Data Science and Business | Business Information Technology
Program Overview
The Data Science and Business specialization within the Business Information Technology Master's program at the University of Twente equips graduates with the knowledge and skills to excel in data-driven decision-making. The program covers principles and practices of data science, data mining, machine learning, and business process management. Graduates are prepared for careers in data science, business analytics, and related fields where data-driven decision-making is crucial.
Program Outline
Degree Overview:
Overview:
The Data Science and Business specialization within the Business Information Technology Master's program at the University of Twente aims to equip graduates with the knowledge and skills to excel in data-driven decision-making at operational, tactical, and strategic levels.
Objectives:
- Provide students with a comprehensive understanding of the principles and practices of data science and their application in business contexts.
- Enhance students' abilities to collect, process, analyze, and interpret large volumes of data using advanced data mining and machine learning techniques.
- Develop students' critical thinking, problem-solving, and communication skills to effectively communicate data-driven insights and recommendations to stakeholders.

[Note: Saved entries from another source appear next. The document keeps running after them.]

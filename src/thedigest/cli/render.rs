//! # Rendering Module
//!
//! Styled terminal output from the templates in `templates/`.
//!
//! Layout calculations (widths, truncation, labels) stay in Rust; see `pages.rs`.
//! Templates handle presentation:
//! - Style selection through semantic names
//! - Section order and spacing
//! - What to show for empty or open/closed states
//!
//! Every page body is wrapped in `shell.tmp`, which draws the navigation header, the
//! optional open menu, and the footer.

use super::pages::{Page, LINE_WIDTH};
use super::styles::{names, register_style_filter, DIGEST_THEME};
use super::templates;
use minijinja::{context, Environment};
use serde::Serialize;
use thedigest::commands::{CmdMessage, MessageLevel};
use thedigest::config::DigestConfig;
use thedigest::content::{COPYRIGHT, SITE_NAME, TAGLINE};
use thedigest::error::{DigestError, Result};
use thedigest::forms::nav::NavMenu;
use thedigest::notify::Notification;
use thedigest::routes::{is_active, NavItem, Route, CALLS_TO_ACTION, NAVIGATION};

#[derive(Debug, Clone, Serialize)]
struct NavLink {
    name: &'static str,
    path: String,
    style: &'static str,
}

impl NavLink {
    fn new(item: &NavItem, current: Route) -> Self {
        Self {
            name: item.name,
            path: item.route.path(),
            style: if is_active(item, current) {
                names::NAV_ACTIVE
            } else {
                names::NAV
            },
        }
    }
}

#[derive(Serialize)]
struct MessageData {
    content: String,
    style: &'static str,
}

#[derive(Serialize)]
struct ConfigEntry {
    key: &'static str,
    value: String,
}

pub struct Renderer {
    env: Environment<'static>,
}

impl Renderer {
    pub fn new(use_color: bool) -> Result<Self> {
        let mut env = Environment::new();
        env.set_trim_blocks(true);
        env.set_lstrip_blocks(true);
        env.set_keep_trailing_newline(true);
        register_style_filter(&mut env, DIGEST_THEME.clone(), use_color);

        for &(name, source) in templates::ALL {
            env.add_template(name, source).map_err(render_error)?;
        }
        Ok(Self { env })
    }

    fn render<S: Serialize>(&self, name: &str, data: S) -> Result<String> {
        self.env
            .get_template(name)
            .and_then(|tmpl| tmpl.render(data))
            .map_err(render_error)
    }

    /// Renders a page body inside the navigation shell.
    pub fn render_page(&self, page: &Page, menu: NavMenu) -> Result<String> {
        let nav: Vec<NavLink> = NAVIGATION
            .iter()
            .map(|item| NavLink::new(item, page.route))
            .collect();
        let ctas: Vec<NavLink> = CALLS_TO_ACTION
            .iter()
            .map(|item| NavLink::new(item, page.route))
            .collect();
        let menu_items: Vec<NavLink> = nav.iter().chain(ctas.iter()).cloned().collect();
        let quick_links = NAVIGATION
            .iter()
            .map(|item| item.name)
            .collect::<Vec<_>>()
            .join(" · ");

        self.render(
            templates::SHELL.0,
            context! {
                site_name => SITE_NAME,
                nav,
                ctas,
                menu => menu_items,
                menu_open => menu.open,
                rule => "─".repeat(LINE_WIDTH),
                body => page.body,
                page => &page.data,
                tagline => TAGLINE,
                quick_links,
                legal_links => format!(
                    "{} {} · {} {}",
                    Route::Privacy.title(),
                    Route::Privacy.path(),
                    Route::Terms.title(),
                    Route::Terms.path()
                ),
                copyright => COPYRIGHT,
            },
        )
    }

    pub fn render_messages(&self, messages: &[CmdMessage]) -> String {
        if messages.is_empty() {
            return String::new();
        }

        let messages: Vec<MessageData> = messages
            .iter()
            .map(|msg| MessageData {
                content: msg.content.clone(),
                style: match msg.level {
                    MessageLevel::Info => names::INFO,
                    MessageLevel::Success => names::SUCCESS,
                    MessageLevel::Error => names::ERROR,
                },
            })
            .collect();

        self.render(templates::MESSAGES.0, context! { messages })
            .unwrap_or_else(|_| {
                messages
                    .iter()
                    .map(|m| format!("{}\n", m.content))
                    .collect()
            })
    }

    pub fn render_toast(&self, notification: &Notification) -> String {
        let (marker, style) = if notification.is_destructive() {
            ("✖", names::TOAST_DESTRUCTIVE)
        } else {
            ("✔", names::TOAST)
        };

        self.render(
            templates::TOAST.0,
            context! {
                marker,
                style,
                title => &notification.title,
                description => &notification.description,
            },
        )
        .unwrap_or_else(|_| format!("{}\n  {}\n", notification.title, notification.description))
    }

    pub fn render_config(&self, config: &DigestConfig) -> Result<String> {
        let entries: Vec<ConfigEntry> = config
            .entries()
            .into_iter()
            .map(|(key, value)| ConfigEntry { key, value })
            .collect();
        self.render(templates::CONFIG.0, context! { entries })
    }
}

fn render_error(e: minijinja::Error) -> DigestError {
    DigestError::Api(format!("Render error: {}", e))
}

#[cfg(test)]
mod tests {
    use super::*;
    use crate::cli::pages;
    use thedigest::api::DigestApi;
    use thedigest::forms::faq::FaqAccordion;
    use thedigest::model::Severity;
    use thedigest::notify::NotificationHub;

    fn plain() -> Renderer {
        Renderer::new(false).unwrap()
    }

    fn api() -> (tempfile::TempDir, DigestApi) {
        let temp = tempfile::tempdir().unwrap();
        let api = DigestApi::open(temp.path().to_path_buf(), NotificationHub::default()).unwrap();
        (temp, api)
    }

    fn render_route(route: Route) -> String {
        let (_temp, api) = api();
        let page = pages::for_route(&api, route).unwrap();
        plain().render_page(&page, NavMenu::default()).unwrap()
    }

    #[test]
    fn test_every_route_renders_inside_the_shell() {
        for route in [
            Route::Home,
            Route::About,
            Route::Archive,
            Route::Issue(52),
            Route::Contact,
            Route::Faq,
            Route::Subscribe,
            Route::SignIn,
            Route::Privacy,
            Route::Terms,
        ] {
            let output = render_route(route);
            assert!(output.starts_with("The Digest\n"), "{route}");
            assert!(output.contains("© 2024 The Digest. All rights reserved."), "{route}");
            assert!(!output.contains("(!?)"), "unknown style on {route}");
        }
    }

    #[test]
    fn test_header_lists_navigation_in_order() {
        let output = render_route(Route::About);
        let header = output.lines().nth(1).unwrap();
        assert!(header.starts_with("Home  About  Archive  Contact  FAQ"));
        assert!(header.contains("[Subscribe] [Sign In]"));
        assert!(header.ends_with('☰'));
    }

    #[test]
    fn test_open_menu_lists_paths() {
        let (_temp, api) = api();
        let page = pages::for_route(&api, Route::Contact).unwrap();
        let output = plain()
            .render_page(&page, NavMenu::default().toggle())
            .unwrap();

        assert!(output.contains("  Contact  /contact"));
        assert!(output.contains("  Sign In  /signin"));
        assert!(output.lines().nth(1).unwrap().ends_with('✕'));
    }

    #[test]
    fn test_home_shows_hero_stats_and_testimonials() {
        let output = render_route(Route::Home);
        assert!(output.contains("Stay Ahead with The Digest"));
        assert!(output.contains("  52  Issues Sent"));
        assert!(output.contains("★★★★★"));
        assert!(output.contains("Michael Chen, Entrepreneur"));
    }

    #[test]
    fn test_archive_lists_cards_and_footer() {
        let output = render_route(Route::Archive);
        assert!(output.contains("Issue #52  Latest"));
        assert!(output.contains("January 16, 2024 · 6 min"));
        assert!(output.contains("Remote Work · Productivity · Technology"));
        assert!(output.contains("Read More → /archive/47"));
        assert!(output.contains("Showing latest 6 of 52 issues"));
        assert!(!output.contains("Load Older Issues"));
    }

    #[test]
    fn test_archive_search_without_matches() {
        let (_temp, api) = api();
        let page = pages::archive(&api, "zzz", 1).unwrap();
        let output = plain().render_page(&page, NavMenu::default()).unwrap();

        assert!(output.contains("0 results for \"zzz\""));
        assert!(output.contains("No issues found matching \"zzz\""));
        assert!(output.contains("[Clear Search]"));
        assert!(!output.contains("Issue #"));
        assert!(!output.contains("Showing latest"));
    }

    #[test]
    fn test_archive_search_summary() {
        let (_temp, api) = api();
        let page = pages::archive(&api, "hype", 1).unwrap();
        let output = plain().render_page(&page, NavMenu::default()).unwrap();

        assert!(output.contains("1 result for \"hype\""));
        assert!(output.contains("AI in Business: Beyond the Hype"));
        assert!(!output.contains("Leadership Lessons from 2023"));

        let page = pages::archive(&api, "ai", 1).unwrap();
        let output = plain().render_page(&page, NavMenu::default()).unwrap();
        assert!(output.contains("2 results for \"ai\""));
        assert!(output.contains("Sustainable Business Practices"));
    }

    #[test]
    fn test_issue_detail_shows_full_excerpt() {
        let output = render_route(Route::Issue(49));
        assert!(output.contains("The Data-Driven Decision Making Revolution"));
        assert!(output.contains("8 min read"));
        assert!(output.contains("to make better strategic decisions and drive growth."));
    }

    #[test]
    fn test_faq_shows_only_open_answers() {
        let page = pages::faq(&FaqAccordion::default().toggle(3));
        let output = plain().render_page(&page, NavMenu::default()).unwrap();

        assert!(output.contains("▾ 1. How often is The Digest sent?"));
        assert!(output.contains("▸ 2. Can I unsubscribe at any time?"));
        assert!(output.contains("▾ 4. Is The Digest free?"));
        assert!(output.contains("delivered every Tuesday morning at 8 AM EST"));
        assert!(output.contains("completely free"));
        assert!(!output.contains("No questions asked."));
    }

    #[test]
    fn test_legal_pages_use_route_title() {
        let output = render_route(Route::Terms);
        assert!(output.contains("Terms of Service\nLast updated: January 2024"));
        assert!(output.contains("Acceptance of Terms"));
    }

    #[test]
    fn test_render_messages_empty() {
        assert_eq!(plain().render_messages(&[]), "");
    }

    #[test]
    fn test_render_messages_multiple() {
        let output = plain().render_messages(&[
            CmdMessage::info("first"),
            CmdMessage::error("second"),
        ]);
        assert_eq!(output, "first\nsecond\n");
    }

    #[test]
    fn test_render_toast_variants() {
        let hub = NotificationHub::default();
        let ok = hub.publish("Message sent!", "Thanks.", Severity::Normal);
        let bad = hub.publish("Email required", "Enter it.", Severity::Destructive);

        let renderer = plain();
        assert_eq!(renderer.render_toast(&ok), "✔ Message sent!\n  Thanks.\n");
        assert_eq!(renderer.render_toast(&bad), "✖ Email required\n  Enter it.\n");
    }

    #[test]
    fn test_render_config_lists_every_key() {
        let output = plain().render_config(&DigestConfig::default()).unwrap();
        assert!(output.starts_with("sign_in_delay_ms = 1000\n"));
        assert!(output.contains("archive_page_size = 6\n"));
        assert!(output.contains("catalog_path = \n"));
    }

    #[test]
    fn test_render_with_color_includes_ansi() {
        let (_temp, api) = api();
        let page = pages::for_route(&api, Route::Faq).unwrap();
        let output = Renderer::new(true)
            .unwrap()
            .render_page(&page, NavMenu::default())
            .unwrap();
        assert!(output.contains("\x1b["));
    }
}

- Prepare students for careers in data science, business analytics, and related fields where data-driven decision-making is crucial.
Outline:
Program Content:
- Business Innovation and the interaction between IT and business processes
- Fundamentals of IT security and risk assessment
- Data Analytics
- Machine Learning
- Business Process Management
- IT Architecture and Enterprise Integration
- Strategic Management and Leadership
- Research Methods for Business Information Technology
Course Schedule:
The program consists of coursework, projects, and a Master's thesis. Students typically complete the program in 18 months of full-time study. The course schedule includes:
- Semester 1: Core courses in Business Information Technology fundamentals, Data Analytics, and Machine Learning.
- Semester 2: Elective courses, project work, and a research methods course.
- Semester 3: Master's thesis research and writing.
Individual Modules:
- Managing Big Data: Storage and processing of large data volumes, including cloud computing and distributed systems.
- Simulation: Modeling and simulation of business processes to optimize performance and identify bottlenecks.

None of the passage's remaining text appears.